Unfortunately, there is no black and white or canned phasing strategy that works for most organizations. Because there are many variables to consider, defining the ERP implementation phasing strategy can be difficult for those that haven’t been through the process before.
The first step to a successful ERP implementation phasing strategy is to understand the key variables that need to be considered. Below are three considerations to factor into your strategy:
1. Technical and software considerations. Most ERP consultants understand the architecture and limitations of their respective ERP systems, so they generally have a very consistent view of how software should be implemented based on their technical knowledge of the software. In addition, most of these technically-focused phasing opinions are consistent whether you are implementing SAP, Oracle, Infor, Microsoft Dynamics or a Tier II ERP solution. For example, most ERP consultants would agree that implementing core financials and accounting modules is a pre-requisite to implementing job costing and business intelligence. However, other examples may not be as cut and dry, meaning that advice from consultants is often based on the modules that they’re the most experienced and comfortable implementing rather than what makes the most sense to your business. This is where independent and business-focused expertise can help.
2. Potential business benefits and low-hanging fruit. Potential business benefits and operational improvements should be a key determining factor in your phasing strategy. Chances are that you’re implementing ERP software to alleviate some sort of operational pain or deliver measurable business benefits, so your phasing strategy should take these factors into account. While it may not make sense to implement your manufacturing functionality without first having your financials in place from a technical perspective, there may be other phasing decisions that are more driven by your business than by the software itself. For example, if order entry is currently a very inefficient process but warehouse management is manageable as-is in the short-term, it may make sense to develop a strategy that calls for order entry and customer service to be included in phase one, but defer warehouse management, logistics and shipping to a later phase.

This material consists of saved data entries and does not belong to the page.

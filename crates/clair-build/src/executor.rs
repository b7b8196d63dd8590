//! Parallel execution of a build graph
//!
//! One coordinator (the calling thread) owns every piece of scheduling state
//! and the dependency indices. Work runs on a fixed-size rayon pool; each job
//! reports back over a channel. The coordinator never has more jobs in flight
//! than the pool has threads, so a ready node always starts immediately.
//!
//! Compile nodes of a target may start before its upstream targets finish.
//! The produce node waits for its own compiles and for every upstream target
//! to succeed.

use crate::build_order::BuildGraph;
use crate::cache::{DependencyIndex, DependencyRecord, IndexStore, ProductRecord};
use crate::error::{BuildError, BuildResult};
use crate::report::{BuildReport, TargetReport, TargetStatus};
use crate::targets::{CompileUnit, ProduceStep, TargetPlan};
use crate::toolchain::{Invocation, ToolRunner};
use crate::tracker::{DependencyTracker, Staleness};
use rayon::{ThreadPool, ThreadPoolBuilder};
use std::collections::{BTreeSet, VecDeque};
use std::fs;
use std::path::{Path, PathBuf};
use std::sync::mpsc::{self, RecvTimeoutError, Sender};
use std::sync::Arc;
use std::time::{Duration, Instant, SystemTime};

/// Completion notice sent from a worker
enum Message {
    Compiled {
        target: usize,
        unit: usize,
        result: BuildResult<()>,
        record: Option<DependencyRecord>,
    },
    Produced {
        target: usize,
        result: BuildResult<()>,
    },
}

/// Runs the selected targets of a graph
///
/// When the timeout expires, `run` returns without waiting for subprocesses
/// already started; they finish on the worker threads and their results are
/// dropped. Their objects may still be written after the report is returned.
/// Every unfinished target loses its produce record, so the next build
/// produces it again.
pub struct Executor<'g> {
    graph: &'g BuildGraph,
    runner: Arc<dyn ToolRunner>,
    root: PathBuf,
    jobs: usize,
    timeout: Option<Duration>,
}

impl<'g> Executor<'g> {
    pub fn new(graph: &'g BuildGraph, runner: Arc<dyn ToolRunner>, root: impl Into<PathBuf>) -> Self {
        Self {
            graph,
            runner,
            root: root.into(),
            jobs: 1,
            timeout: None,
        }
    }

    /// Maximum number of concurrent subprocesses
    pub fn with_jobs(mut self, jobs: usize) -> Self {
        self.jobs = jobs.max(1);
        self
    }

    pub fn with_timeout(mut self, timeout: Option<Duration>) -> Self {
        self.timeout = timeout;
        self
    }

    /// Build `selected` (declaration indices, closed under upstream edges)
    pub fn run(&self, selected: &BTreeSet<usize>) -> BuildResult<BuildReport> {
        let start = Instant::now();
        let pool = ThreadPoolBuilder::new()
            .num_threads(self.jobs)
            .thread_name(|i| format!("clair-worker-{i}"))
            .build()
            .map_err(|e| BuildError::WorkerPool(e.to_string()))?;
        let (tx, rx) = mpsc::channel();

        let mut run = Run::new(self, selected);
        run.check_all();

        let deadline = self.timeout.map(|after| (start + after, after));
        loop {
            run.advance(&pool, &tx);
            if run.in_flight == 0 {
                break;
            }

            let message = match deadline {
                Some((deadline, after)) => {
                    match rx.recv_timeout(deadline.saturating_duration_since(Instant::now())) {
                        Ok(message) => message,
                        Err(RecvTimeoutError::Timeout) => {
                            run.time_out(after);
                            break;
                        }
                        Err(RecvTimeoutError::Disconnected) => break,
                    }
                }
                None => match rx.recv() {
                    Ok(message) => message,
                    Err(_) => break,
                },
            };
            run.handle(message);
        }

        if run.store.flush_all().is_err() {
            log::warn!("some dependency indices were not saved; their sources will recompile");
        }

        Ok(run.into_report(start.elapsed()))
    }
}

#[derive(Debug, Default)]
struct TargetState {
    selected: bool,
    index_path: PathBuf,
    /// Stale units not yet dispatched
    pending: VecDeque<usize>,
    /// Compiles in flight
    running: usize,
    /// Whether any compile was dispatched
    compiled: bool,
    producing: bool,
    status: Option<TargetStatus>,
    error: Option<BuildError>,
    blocked_by: Option<String>,
    started: Option<Instant>,
    elapsed: Duration,
}

impl TargetState {
    fn is_active(&self) -> bool {
        self.selected && self.status.is_none()
    }
}
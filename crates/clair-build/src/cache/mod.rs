//! Persisted dependency index
//!
//! Each (deps directory, module) pair owns one JSON index file holding one
//! [`DependencyRecord`] per compiled source. Reading an index never fails a
//! build: a missing file is an empty index, an unreadable or corrupted one is
//! logged and treated as empty, which forces a full rebuild of that module.

pub mod metadata;

pub use metadata::{hash_bytes, hash_file, FileIdentity};

use crate::error::{BuildError, BuildResult};
use serde::{Deserialize, Serialize};
use std::collections::{BTreeMap, HashMap};
use std::fs;
use std::path::{Path, PathBuf};

/// Index format version; other versions are discarded
pub const INDEX_VERSION: u32 = 1;

/// Directory (inside a deps directory) holding index files
pub const INDEX_DIR: &str = ".clair-deps";

/// A declared dependency as seen at the last compile
#[derive(Debug, Clone, PartialEq, Eq, Serialize, Deserialize)]
pub struct RecordedDependency {
    pub path: PathBuf,
    pub identity: FileIdentity,
}

/// What the last compile of one source file saw
#[derive(Debug, Clone, PartialEq, Eq, Serialize, Deserialize)]
pub struct DependencyRecord {
    pub source: FileIdentity,
    pub deps: Vec<RecordedDependency>,
    /// Hash of the compile command line
    pub command: String,
    pub success: bool,
}

/// Outcome of the last produce step of one target
#[derive(Debug, Clone, PartialEq, Eq, Serialize, Deserialize)]
pub struct ProductRecord {
    /// Hash of the produce and post-link command lines
    pub command: String,
    pub success: bool,
}

/// All records of one module
#[derive(Debug, Clone, PartialEq, Eq, Serialize, Deserialize)]
pub struct DependencyIndex {
    pub version: u32,
    pub records: BTreeMap<PathBuf, DependencyRecord>,
    /// Keyed by qualified target name
    #[serde(default)]
    pub products: BTreeMap<String, ProductRecord>,
}

impl Default for DependencyIndex {
    fn default() -> Self {
        Self {
            version: INDEX_VERSION,
            records: BTreeMap::new(),
            products: BTreeMap::new(),
        }
    }
}

impl DependencyIndex {
    /// Location of a module's index file under a deps directory
    pub fn path_for(deps_dir: &Path, module: &str) -> PathBuf {
        deps_dir.join(INDEX_DIR).join(format!("{module}.json"))
    }

    /// Read an index, reporting corruption as an error
    ///
    /// `Ok(None)` means no index exists yet.
    pub fn try_load(path: &Path) -> BuildResult<Option<Self>> {
        let content = match fs::read(path) {
            Ok(content) => content,
            Err(e) if e.kind() == std::io::ErrorKind::NotFound => return Ok(None),
            Err(e) => {
                return Err(BuildError::DependencyIndexCorrupt {
                    path: path.to_path_buf(),
                    reason: e.to_string(),
                })
            }
        };

        let index: Self =
            serde_json::from_slice(&content).map_err(|e| BuildError::DependencyIndexCorrupt {
                path: path.to_path_buf(),
                reason: e.to_string(),
            })?;

        if index.version != INDEX_VERSION {
            return Err(BuildError::DependencyIndexCorrupt {
                path: path.to_path_buf(),
                reason: format!("unsupported index version {}", index.version),
            });
        }

        Ok(Some(index))
    }

    /// Read an index, falling back to an empty one
    pub fn load(path: &Path) -> Self {
        match Self::try_load(path) {
            Ok(index) => index.unwrap_or_default(),
            Err(e) => {
                log::warn!("{e}; rebuilding everything it tracked");
                Self::default()
            }
        }
    }

    /// Write the index, replacing the previous file atomically
    pub fn save(&self, path: &Path) -> BuildResult<()> {
        if let Some(parent) = path.parent() {
            fs::create_dir_all(parent).map_err(|e| BuildError::io(parent, e))?;
        }

        let content = serde_json::to_vec_pretty(self).map_err(|e| {
            BuildError::io(path, std::io::Error::new(std::io::ErrorKind::InvalidData, e))
        })?;

        let tmp = path.with_extension("json.tmp");
        fs::write(&tmp, content).map_err(|e| BuildError::io(&tmp, e))?;
        fs::rename(&tmp, path).map_err(|e| BuildError::io(path, e))?;
        Ok(())
    }

    pub fn get(&self, source: &Path) -> Option<&DependencyRecord> {
        self.records.get(source)
    }

    pub fn insert(&mut self, source: PathBuf, record: DependencyRecord) {
        self.records.insert(source, record);
    }

    pub fn product(&self, target: &str) -> Option<&ProductRecord> {
        self.products.get(target)
    }

    pub fn len(&self) -> usize {
        self.records.len()
    }

    pub fn is_empty(&self) -> bool {
        self.records.is_empty()
    }
}

/// Lazily loaded indices of one build, keyed by index path relative to the root
///
/// Owned by the scheduling thread only, so every write to a given index file is
/// serialized.
#[derive(Debug)]
pub struct IndexStore {
    root: PathBuf,
    indices: HashMap<PathBuf, (DependencyIndex, bool)>,
}

impl IndexStore {
    pub fn new(root: impl Into<PathBuf>) -> Self {
        Self {
            root: root.into(),
            indices: HashMap::new(),
        }
    }

    /// Index at `path` (relative to the root), loading it on first use
    pub fn index(&mut self, path: &Path) -> &DependencyIndex {
        &self.entry(path).0
    }

    /// Store a record and mark the index dirty
    pub fn record(&mut self, path: &Path, source: PathBuf, record: DependencyRecord) {
        let entry = self.entry(path);
        entry.0.insert(source, record);
        entry.1 = true;
    }

    /// Store the outcome of a produce step and mark the index dirty
    pub fn record_product(&mut self, path: &Path, target: &str, record: ProductRecord) {
        let entry = self.entry(path);
        entry.0.products.insert(target.to_string(), record);
        entry.1 = true;
    }

    /// Drop a target's produce record so its next build produces again
    pub fn forget_product(&mut self, path: &Path, target: &str) {
        let entry = self.entry(path);
        if entry.0.products.remove(target).is_some() {
            entry.1 = true;
        }
    }

    /// Write one index if it changed
    pub fn flush(&mut self, path: &Path) -> BuildResult<()> {
        let root = self.root.clone();
        if let Some((index, dirty)) = self.indices.get_mut(path) {
            if *dirty {
                index.save(&root.join(path))?;
                *dirty = false;
            }
        }
        Ok(())
    }

    /// Write every changed index; failures are logged and the first is returned
    pub fn flush_all(&mut self) -> BuildResult<()> {
        let mut paths: Vec<PathBuf> = self
            .indices
            .iter()
            .filter(|(_, (_, dirty))| *dirty)
            .map(|(path, _)| path.clone())
            .collect();
        paths.sort();

        let mut first_error = None;
        for path in paths {
            if let Err(e) = self.flush(&path) {
                log::error!("failed to write dependency index: {e}");
                first_error.get_or_insert(e);
            }
        }
        first_error.map_or(Ok(()), Err)
    }

    fn entry(&mut self, path: &Path) -> &mut (DependencyIndex, bool) {
        let root = &self.root;
        self.indices
            .entry(path.to_path_buf())
            .or_insert_with(|| (DependencyIndex::load(&root.join(path)), false))
    }
}

#[cfg(test)]
mod tests {
    use super::*;
    use pretty_assertions::assert_eq;
    use tempfile::TempDir;

    fn identity(tag: &str) -> FileIdentity {
        FileIdentity {
            modified_ns: 1,
            size: tag.len() as u64,
            hash: hash_bytes(tag.as_bytes()),
        }
    }

    fn record() -> DependencyRecord {
        DependencyRecord {
            source: identity("ata.c"),
            deps: vec![RecordedDependency {
                path: PathBuf::from("include/kernel/driver/ata.h"),
                identity: identity("ata.h"),
            }],
            command: hash_bytes(b"gcc -c"),
            success: true,
        }
    }

    #[test]
    fn test_path_for_module() {
        assert_eq!(
            DependencyIndex::path_for(Path::new("include"), "libc"),
            PathBuf::from("include/.clair-deps/libc.json")
        );
    }

    #[test]
    fn test_save_and_load() {
        let temp_dir = TempDir::new().unwrap();
        let path = DependencyIndex::path_for(temp_dir.path(), "kernel");

        let mut index = DependencyIndex::default();
        index.insert(PathBuf::from("kernel/driver/ata.c"), record());
        index.save(&path).unwrap();

        let loaded = DependencyIndex::try_load(&path).unwrap().unwrap();
        assert_eq!(loaded, index);
        assert!(!path.with_extension("json.tmp").exists());
    }

    #[test]
    fn test_missing_index_is_empty() {
        let temp_dir = TempDir::new().unwrap();
        let path = temp_dir.path().join("none.json");
        assert!(DependencyIndex::try_load(&path).unwrap().is_none());
        assert!(DependencyIndex::load(&path).is_empty());
    }

    #[test]
    fn test_corrupt_index_recovered_as_empty() {
        let temp_dir = TempDir::new().unwrap();
        let path = temp_dir.path().join("bad.json");
        fs::write(&path, "{ not json").unwrap();

        assert!(matches!(
            DependencyIndex::try_load(&path),
            Err(BuildError::DependencyIndexCorrupt { .. })
        ));
        assert!(DependencyIndex::load(&path).is_empty());
    }

    #[test]
    fn test_foreign_version_discarded() {
        let temp_dir = TempDir::new().unwrap();
        let path = temp_dir.path().join("old.json");
        fs::write(&path, r#"{"version": 99, "records": {}}"#).unwrap();

        assert!(DependencyIndex::try_load(&path).is_err());
        assert!(DependencyIndex::load(&path).is_empty());
    }

    #[test]
    fn test_store_flushes_only_dirty() {
        let temp_dir = TempDir::new().unwrap();
        let mut store = IndexStore::new(temp_dir.path());
        let clean = PathBuf::from("include/.clair-deps/lib.json");
        let dirty = PathBuf::from("include/.clair-deps/libc.json");

        assert!(store.index(&clean).is_empty());
        store.record(&dirty, PathBuf::from("libc/stdio.c"), record());
        store.flush_all().unwrap();

        assert!(!temp_dir.path().join(&clean).exists());
        let saved = DependencyIndex::load(&temp_dir.path().join(&dirty));
        assert_eq!(saved.len(), 1);
        assert!(saved.get(Path::new("libc/stdio.c")).unwrap().success);
    }

    #[test]
    fn test_product_records_persist_and_forget() {
        let temp_dir = TempDir::new().unwrap();
        let path = PathBuf::from("bin/.clair-deps/bin.json");
        let mut store = IndexStore::new(temp_dir.path());

        let product = ProductRecord {
            command: hash_bytes(b"gcc -o build/bin/cat"),
            success: false,
        };
        store.record_product(&path, "bin/cat", product.clone());
        store.flush_all().unwrap();
        let saved = DependencyIndex::load(&temp_dir.path().join(&path));
        assert_eq!(saved.product("bin/cat"), Some(&product));

        store.forget_product(&path, "bin/cat");
        store.flush_all().unwrap();
        let saved = DependencyIndex::load(&temp_dir.path().join(&path));
        assert!(saved.product("bin/cat").is_none());
    }

    #[test]
    fn test_index_without_products_still_loads() {
        let temp_dir = TempDir::new().unwrap();
        let path = temp_dir.path().join("lib.json");
        fs::write(&path, r#"{"version": 1, "records": {}}"#).unwrap();

        let index = DependencyIndex::try_load(&path).unwrap().unwrap();
        assert!(index.products.is_empty());
    }
}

3. Organizational change management considerations. Just as operational pain points may drive your desired phasing strategy, so too may change management considerations. During your organizational readiness assessment, which should be completed prior to the start of any ERP implementation, you will have identified “pockets” of resistance in the organization, as well as organizational pockets of support. For example, we find that sales employees can be more resistant to ERP implementations than finance or accounting types that are more impacted by a lack of a good enterprise system, so we often recommend to these clients that they defer sales processes and modules to later phases of the project. You obviously don’t want to avoid areas that are resistant to change, but it is generally easier to build early momentum with groups that are more open to the new processes and system. As a side note, it is important to keep in mind that assessing organizational readiness requires finesse to discover underlying symptoms of employee resistance, even if the employees are saying they accept the changes on the surface.
When it comes to determining a phasing strategy, the above three variables are typically the most important strategic considerations that we discuss with our clients. It is important to realize, however, that assessing potential phasing strategies with these three variables may deliver three entirely different conclusions, which means your business will have to determine which criteria are most important to make your implementation successful. (Hint: the first variable is typically the least important to most clients).
Assessing your options with these three variables may also identify easy answers to your phasing strategy. For example, if assessing your implementation needs from all three perspectives points to finance and accounting as a clear, phase one need, then you have at least defined one of the steps of your phasing strategy. Working through the trade-offs and pros and cons of each possible phasing strategy with people that have the appropriate business process, organizational and technical competencies will eventually lead you to conclusions in the other areas as well.